Scientists bring back to life mouse killed and frozen 16 years ago, nudging the world closer to era of Frankenstein science

*Frightening, indeed.*

The world nudged closer to an era of Frankenstein science after an animal killed and frozen 16 years ago was cloned.

Ethical watchdogs branded the experiment disturbing and warned it could lead to people being ‘brought back to life’ after decades or centuries in deep freeze.

In a pioneering experiment, researchers took tissue from a laboratory mouse frozen in the early 1990s and used it to create a healthy, fully formed clone.

It is the first time scientists have been able to clone a frozen animal.

The scientists say their work will benefit mankind – and could be used to bring back extinct animals such as the woolly mammoth or sabre tooth tiger.

But critics say the experiment brings the world closer to the day when people attempt to clone long dead relatives stored in cryopreservation clinics.

It could also lead to a macabre new industry – where people leave behind ‘relics’ of their bodies in freezers in the hope that they could one day be cloned.

The latest experiment comes more than 11 years after British scientists stunned the world with Dolly, the first sheep to be cloned from an adult.

Cloning is the creation of life with just one parent. It involves taking a single cell from an animal or human, using the cell to create an embryo and implanting that embryo in a surrogate mother.

The resulting clone is a genetic copy of the original animal or person.
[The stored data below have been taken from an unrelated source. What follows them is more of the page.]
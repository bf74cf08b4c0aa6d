// SPDX-License-Identifier: MPL-2.0
//! Top-level messages and runtime flags for the application.

use crate::error::Error;
use crate::media::ImageData;
use crate::showcase;
use crate::showcase::gallery::LoadToken;
use std::time::Instant;

/// Top-level messages consumed by `App::update`. Controller messages are
/// forwarded; the others carry results of host-side work.
#[derive(Debug, Clone)]
pub enum Message {
    Showcase(showcase::Message),
    /// A decode requested by the gallery finished.
    ImageDecoded {
        token: LoadToken,
        result: Result<ImageData, Error>,
    },
    /// Frame tick while a slide transition is running.
    AnimationTick(Instant),
}

/// Runtime flags passed from the command line.
#[derive(Debug, Clone, Default)]
pub struct Flags {
    /// Optional locale override in BCP 47 form (e.g. `fr`, `en-US`).
    pub lang: Option<String>,
    /// Showcase manifest to present.
    pub manifest_path: Option<String>,
    /// Optional config directory override.
    pub config_dir: Option<String>,
}
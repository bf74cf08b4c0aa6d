// SPDX-License-Identifier: MPL-2.0
//! Gallery view: main image with zoom, metadata panel and the thumbnail strip.

use crate::domain::ui::{ZoomCursor, ZoomFactor};
use crate::i18n::I18n;
use crate::media::ImageData;
use crate::showcase::gallery::Presentation;
use crate::showcase::{gallery, zoom, Controller, Message};
use crate::ui::design_tokens::{sizing, spacing, typography};
use crate::ui::styles;
use iced::alignment::{Horizontal, Vertical};
use iced::widget::scrollable::{Direction, Scrollbar};
use iced::widget::{button, image, mouse_area, Column, Container, Image, Row, Scrollable, Stack, Text};
use iced::{mouse, Element, Length};

/// Contextual data needed to render the gallery.
pub struct ViewContext<'a> {
    pub i18n: &'a I18n,
    pub controller: &'a Controller,
    /// Decoded pixels of the displayed image.
    pub displayed: Option<&'a ImageData>,
}

/// On-screen size of the main image: fitted to the reserved height, then
/// multiplied by the zoom factor and the fade scale.
fn display_size(data: &ImageData, zoom: ZoomFactor, presentation: Presentation) -> (f32, f32) {
    let base_height = sizing::MAIN_IMAGE_HEIGHT;
    let aspect = if data.height == 0 {
        1.0
    } else {
        data.width as f32 / data.height as f32
    };
    let factor = zoom.value() * presentation.scale;
    (base_height * aspect * factor, base_height * factor)
}

fn cursor_interaction(cursor: ZoomCursor) -> mouse::Interaction {
    match cursor {
        ZoomCursor::ZoomIn => mouse::Interaction::ZoomIn,
        ZoomCursor::ZoomOut => mouse::Interaction::ZoomOut,
    }
}

pub fn view<'a>(ctx: ViewContext<'a>) -> Element<'a, Message> {
    let state = ctx.controller.gallery();
    if state.total() == 0 {
        return Container::new(Text::new(ctx.i18n.tr("gallery-empty")).size(typography::BODY))
            .width(Length::Fill)
            .height(Length::Fixed(sizing::MAIN_IMAGE_HEIGHT))
            .align_x(Horizontal::Center)
            .align_y(Vertical::Center)
            .into();
    }

    let main_row = Row::new()
        .spacing(spacing::MD)
        .push(main_display(&ctx))
        .push(metadata_panel(&ctx));

    Column::new()
        .spacing(spacing::MD)
        .width(Length::Fill)
        .push(main_row)
        .push(controls(&ctx))
        .push(thumbnails(&ctx))
        .into()
}

fn main_display<'a>(ctx: &ViewContext<'a>) -> Element<'a, Message> {
    let state = ctx.controller.gallery();
    let zoom_state = ctx.controller.zoom();

    let picture: Element<'a, Message> = match ctx.displayed {
        Some(data) => {
            let presentation = state.presentation();
            let (width, height) = display_size(data, zoom_state.factor(), presentation);
            let image = Image::new(data.handle.clone())
                .width(Length::Fixed(width))
                .height(Length::Fixed(height))
                .opacity(presentation.opacity);
            let centered = Container::new(image)
                .center_x(Length::Shrink)
                .center_y(Length::Shrink);
            let scrollable = Scrollable::new(centered)
                .width(Length::Fill)
                .height(Length::Fixed(sizing::MAIN_IMAGE_HEIGHT))
                .direction(Direction::Both {
                    vertical: Scrollbar::new(),
                    horizontal: Scrollbar::new(),
                });
            mouse_area(scrollable)
                .interaction(cursor_interaction(zoom_state.cursor()))
                .into()
        }
        None => Container::new(Text::new(""))
            .width(Length::Fill)
            .height(Length::Fixed(sizing::MAIN_IMAGE_HEIGHT))
            .into(),
    };

    let mut stack = Stack::new().push(picture);
    if state.is_loading() {
        stack = stack.push(
            Container::new(
                Container::new(Text::new(ctx.i18n.tr("gallery-loading")).size(typography::BODY))
                    .padding(spacing::XS)
                    .style(styles::container::loading_badge),
            )
            .width(Length::Fill)
            .height(Length::Fill)
            .align_x(Horizontal::Center)
            .align_y(Vertical::Center),
        );
    }

    Container::new(stack).width(Length::Fill).into()
}

fn metadata_panel<'a>(ctx: &ViewContext<'a>) -> Element<'a, Message> {
    let mut column = Column::new().spacing(spacing::XS);
    if let Some(record) = ctx.controller.gallery().shown() {
        column = column
            .push(Text::new(record.title.clone()).size(typography::TITLE_MD))
            .push(Text::new(record.description.clone()).size(typography::BODY))
            .push(
                Text::new(format!(
                    "{}: {}",
                    ctx.i18n.tr("gallery-category"),
                    record.category
                ))
                .size(typography::CAPTION),
            )
            .push(
                Text::new(format!("{}: {}", ctx.i18n.tr("gallery-date"), record.date))
                    .size(typography::CAPTION),
            );
    }

    Container::new(column)
        .width(Length::Fixed(sizing::METADATA_PANEL_WIDTH))
        .padding(spacing::MD)
        .style(styles::container::panel)
        .into()
}

fn controls<'a>(ctx: &ViewContext<'a>) -> Element<'a, Message> {
    let zoom_state = ctx.controller.zoom();
    let percent = (zoom_state.factor().value() * 100.0).round() as i64;
    let zoom_label = ctx
        .i18n
        .tr_with_args("gallery-zoom-level", &[("percent", percent.into())]);

    let zoom_out = button(Text::new(ctx.i18n.tr("gallery-zoom-out"))).padding([6, 12]);
    let zoom_out = if zoom_state.factor().is_min() {
        zoom_out
    } else {
        zoom_out.on_press(Message::Zoom(zoom::Message::ZoomOut))
    };
    let zoom_in = button(Text::new(ctx.i18n.tr("gallery-zoom-in"))).padding([6, 12]);
    let zoom_in = if zoom_state.factor().is_max() {
        zoom_in
    } else {
        zoom_in.on_press(Message::Zoom(zoom::Message::ZoomIn))
    };

    let row = Row::new()
        .spacing(spacing::SM)
        .align_y(Vertical::Center)
        .push(
            button(Text::new(ctx.i18n.tr("gallery-previous")))
                .padding([6, 12])
                .on_press(Message::Gallery(gallery::Message::Previous)),
        )
        .push(
            button(Text::new(ctx.i18n.tr("gallery-next")))
                .padding([6, 12])
                .on_press(Message::Gallery(gallery::Message::Next)),
        )
        .push(zoom_out)
        .push(Text::new(zoom_label).size(typography::BODY))
        .push(zoom_in)
        .push(
            button(Text::new(ctx.i18n.tr("gallery-zoom-reset")))
                .padding([6, 12])
                .on_press(Message::Zoom(zoom::Message::Reset)),
        )
        .push(
            button(Text::new(ctx.i18n.tr("gallery-fullscreen")))
                .padding([6, 12])
                .on_press(Message::ToggleFullscreen),
        );

    Container::new(row)
        .width(Length::Fill)
        .align_x(Horizontal::Center)
        .into()
}

fn thumbnails<'a>(ctx: &ViewContext<'a>) -> Element<'a, Message> {
    let state = ctx.controller.gallery();
    let mut strip = Row::new().spacing(spacing::XS).padding(spacing::XXS);
    for record in state.records() {
        let thumb = Image::new(image::Handle::from_path(&record.source))
            .width(Length::Fixed(sizing::THUMBNAIL_WIDTH))
            .height(Length::Fixed(sizing::THUMBNAIL_HEIGHT));
        strip = strip.push(
            button(thumb)
                .padding(spacing::XXS)
                .style(styles::button_marker(state.is_active_thumbnail(record.index)))
                .on_press(Message::Gallery(gallery::Message::Select(record.index))),
        );
    }

    Scrollable::new(strip)
        .width(Length::Fill)
        .direction(Direction::Horizontal(Scrollbar::new()))
        .into()
}

#[cfg(test)]
mod tests {
    use super::*;
    use crate::test_utils::assert_abs_diff_eq;

    fn data(width: u32, height: u32) -> ImageData {
        ImageData::from_rgba(width, height, vec![0; (width * height * 4) as usize])
    }

    #[test]
    fn display_size_keeps_aspect_ratio() {
        let rest = Presentation {
            opacity: 1.0,
            scale: 1.0,
        };
        let (width, height) = display_size(&data(4, 2), ZoomFactor::default(), rest);
        assert_abs_diff_eq!(height, sizing::MAIN_IMAGE_HEIGHT);
        assert_abs_diff_eq!(width, sizing::MAIN_IMAGE_HEIGHT * 2.0);
    }

    #[test]
    fn display_size_applies_zoom_and_fade_scale() {
        let faded = Presentation {
            opacity: gallery::FADE_OPACITY,
            scale: gallery::FADE_SCALE,
        };
        let (_, height) = display_size(&data(2, 2), ZoomFactor::new(2.0), faded);
        assert_abs_diff_eq!(height, sizing::MAIN_IMAGE_HEIGHT * 2.0 * 0.98, epsilon = 1e-3);
    }

    #[test]
    fn cursor_follows_zoom_hint() {
        assert_eq!(cursor_interaction(ZoomCursor::ZoomIn), mouse::Interaction::ZoomIn);
        assert_eq!(cursor_interaction(ZoomCursor::ZoomOut), mouse::Interaction::ZoomOut);
    }
}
Although scientists have been able to clone a host of animals – including sheep, mice, cattle, goats, pigs, cats and dogs – they have never before been able to clone a frozen animal.

Previously it was thought that ice crystals from the freezing process would shred and destroy the DNA in cells, making them unusable.

Josephine Quintavalle, an expert on the ethics of fertility and reproduction, said the experiment pushed the boundaries of acceptable science even further.

‘This kind of research raises disturbing questions about what happens to our bodies – and any tissue we leave for medical science – after we die,’ she said.

‘It means that tissue donated for medical research, or stored in laboratories, could be used many years later for cloning research.

‘It has never been more important that when people leave tissue for research, the consent should be very specific given the potential for all kinds of scientific developments in the future.’

But British scientists welcomed the breakthrough.

Prof Malcolm Alison, biologist at Barts and The London School of Medicine and Dentistry, said: ‘It is absolutely fascinating.

‘The researchers obtained cell nuclei from mice that had been deep frozen for 16 years and then generated new mice by the same technology that created Dolly.

‘While 16 years is not a long time for cells to be frozen – IVF clinics often have viable sperm frozen for longer periods – there are no scientific reasons why extinct animals like mammoths could not be similarly generated.’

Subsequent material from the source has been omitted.